## WHAT THE TASK REQUIRES
Output the data once more, exactly as given.
### DATA SUPPLIED ###
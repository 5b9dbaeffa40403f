//! Native dialogs and the system clipboard.
//!
//! Dialogs are the blocking `rfd` variants, run on the UI thread from
//! inside `update`, so a prompt answers before the command continues.

use std::path::PathBuf;

use jotter_core::{Clipboard, CoreError, CoreResult, DiscardChoice, FileFilter, LocalClipboard, Prompter};
use rfd::{FileDialog, MessageButtons, MessageDialog, MessageDialogResult, MessageLevel};

/// [`Prompter`] backed by native dialogs.
#[derive(Debug, Clone)]
pub struct NativePrompter {
    app_name: String,
}

impl NativePrompter {
    pub fn new(app_name: impl Into<String>) -> Self {
        Self {
            app_name: app_name.into(),
        }
    }

    fn file_dialog(&self, title: &str, filters: &[FileFilter]) -> FileDialog {
        filters.iter().fold(
            FileDialog::new().set_title(format!("{} - {}", title, self.app_name)),
            |dialog, filter| dialog.add_filter(&filter.name, &filter.extensions),
        )
    }
}

impl Prompter for NativePrompter {
    fn confirm_discard(&mut self, document_name: &str) -> DiscardChoice {
        let result = MessageDialog::new()
            .set_level(MessageLevel::Warning)
            .set_title(&self.app_name)
            .set_description(format!(
                "You have unsaved changes to {}. Save before proceeding?",
                document_name
            ))
            .set_buttons(MessageButtons::YesNoCancel)
            .show();

        match result {
            MessageDialogResult::Yes => DiscardChoice::Save,
            MessageDialogResult::No => DiscardChoice::Discard,
            _ => DiscardChoice::Cancel,
        }
    }

    fn pick_open_path(&mut self, filters: &[FileFilter]) -> Option<PathBuf> {
        let path = self.file_dialog("Open", filters).pick_file();
        if path.is_none() {
            tracing::debug!("Open dialog cancelled");
        }
        path
    }

    fn pick_save_path(&mut self, filters: &[FileFilter], suggested_name: &str) -> Option<PathBuf> {
        let path = self
            .file_dialog("Save As", filters)
            .set_file_name(suggested_name)
            .save_file();
        if path.is_none() {
            tracing::debug!("Save dialog cancelled");
        }
        path
    }

    fn ask_text(&mut self, title: &str, _prompt: &str) -> Option<String> {
        // native dialogs have no text entry; the find panel passes its
        // terms as command arguments instead
        tracing::debug!("No native text prompt for {:?}", title);
        None
    }

    fn show_error(&mut self, title: &str, message: &str) {
        MessageDialog::new()
            .set_level(MessageLevel::Error)
            .set_title(title)
            .set_description(message)
            .set_buttons(MessageButtons::Ok)
            .show();
    }
}

/// [`Clipboard`] backed by the system clipboard.
///
/// Falls back to an in-process clipboard when the system one cannot be
/// opened (headless sessions, missing display server).
pub struct SystemClipboard {
    system: Option<arboard::Clipboard>,
    local: LocalClipboard,
}

impl SystemClipboard {
    pub fn new() -> Self {
        let system = match arboard::Clipboard::new() {
            Ok(clipboard) => Some(clipboard),
            Err(e) => {
                tracing::warn!("System clipboard unavailable, using a local one: {}", e);
                None
            }
        };
        Self {
            system,
            local: LocalClipboard::new(),
        }
    }
}

impl Default for SystemClipboard {
    fn default() -> Self {
        Self::new()
    }
}

impl Clipboard for SystemClipboard {
    fn get_text(&mut self) -> CoreResult<Option<String>> {
        let Some(system) = self.system.as_mut() else {
            return self.local.get_text();
        };
        match system.get_text() {
            Ok(text) => Ok(Some(text)),
            Err(arboard::Error::ContentNotAvailable) => Ok(None),
            Err(e) => Err(CoreError::Clipboard(e.to_string())),
        }
    }

    fn set_text(&mut self, text: String) -> CoreResult<()> {
        match self.system.as_mut() {
            Some(system) => system
                .set_text(text)
                .map_err(|e| CoreError::Clipboard(e.to_string())),
            None => self.local.set_text(text),
        }
    }
}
###
## TASK SOLUTION
repository 5b9dbaeffa40403f
//! Native dialogs and the system clipboard.
//!
//! Dialogs are the blocking `rfd` variants, run on the UI thread from
//! inside `update`, so a prompt answers before the command continues.

use std::path::PathBuf;

use jotter_core::{Clipboard, CoreError, CoreResult, DiscardChoice, FileFilter, LocalClipboard, Prompter};
use rfd::{FileDialog, MessageButtons, MessageDialog, MessageDialogResult, MessageLevel};

/// [`Prompter`] backed by native dialogs.
#[derive(Debug, Clone)]
pub struct NativePrompter {
    app_name: String,
}

impl NativePrompter {
    pub fn new(app_name: impl Into<String>) -> Self {
        Self {
            app_name: app_name.into(),
        }
    }

    fn file_dialog(&self, title: &str, filters: &[FileFilter]) -> FileDialog {
        filters.iter().fold(
            FileDialog::new().set_title(format!("{} - {}", title, self.app_name)),
            |dialog, filter| dialog.add_filter(&filter.name, &filter.extensions),
        )
    }
}

impl Prompter for NativePrompter {
    fn confirm_discard(&mut self, document_name: &str) -> DiscardChoice {
        let result = MessageDialog::new()
            .set_level(MessageLevel::Warning)
            .set_title(&self.app_name)
            .set_description(format!(
                "You have unsaved changes to {}. Save before proceeding?",
                document_name
            ))
            .set_buttons(MessageButtons::YesNoCancel)
            .show();

        match result {
            MessageDialogResult::Yes => DiscardChoice::Save,
            MessageDialogResult::No => DiscardChoice::Discard,
            _ => DiscardChoice::Cancel,
        }
    }

    fn pick_open_path(&mut self, filters: &[FileFilter]) -> Option<PathBuf> {
        let path = self.file_dialog("Open", filters).pick_file();
        if path.is_none() {
            tracing::debug!("Open dialog cancelled");
        }
        path
    }

    fn pick_save_path(&mut self, filters: &[FileFilter], suggested_name: &str) -> Option<PathBuf> {
        let path = self
            .file_dialog("Save As", filters)
            .set_file_name(suggested_name)
            .save_file();
        if path.is_none() {
            tracing::debug!("Save dialog cancelled");
        }
        path
    }

    fn ask_text(&mut self, title: &str, _prompt: &str) -> Option<String> {
        // native dialogs have no text entry; the find panel passes its
        // terms as command arguments instead
        tracing::debug!("No native text prompt for {:?}", title);
        None
    }

    fn show_error(&mut self, title: &str, message: &str) {
        MessageDialog::new()
            .set_level(MessageLevel::Error)
            .set_title(title)
            .set_description(message)
            .set_buttons(MessageButtons::Ok)
            .show();
    }
}

/// [`Clipboard`] backed by the system clipboard.
///
/// Falls back to an in-process clipboard when the system one cannot be
/// opened (headless sessions, missing display server).
pub struct SystemClipboard {
    system: Option<arboard::Clipboard>,
    local: LocalClipboard,
}

impl SystemClipboard {
    pub fn new() -> Self {
        let system = match arboard::Clipboard::new() {
            Ok(clipboard) => Some(clipboard),
            Err(e) => {
                tracing::warn!("System clipboard unavailable, using a local one: {}", e);
                None
            }
        };
        Self {
            system,
            local: LocalClipboard::new(),
        }
    }
}

impl Default for SystemClipboard {
    fn default() -> Self {
        Self::new()
    }
}

impl Clipboard for SystemClipboard {
    fn get_text(&mut self) -> CoreResult<Option<String>> {
        let Some(system) = self.system.as_mut() else {
            return self.local.get_text();
        };
        match system.get_text() {
            Ok(text) => Ok(Some(text)),
            Err(arboard::Error::ContentNotAvailable) => Ok(None),
            Err(e) => Err(CoreError::Clipboard(e.to_string())),
        }
    }

    fn set_text(&mut self, text: String) -> CoreResult<()> {
        match self.system.as_mut() {
            Some(system) => system
                .set_text(text)
                .map_err(|e| CoreError::Clipboard(e.to_string())),
            None => self.local.set_text(text),
        }
    }
}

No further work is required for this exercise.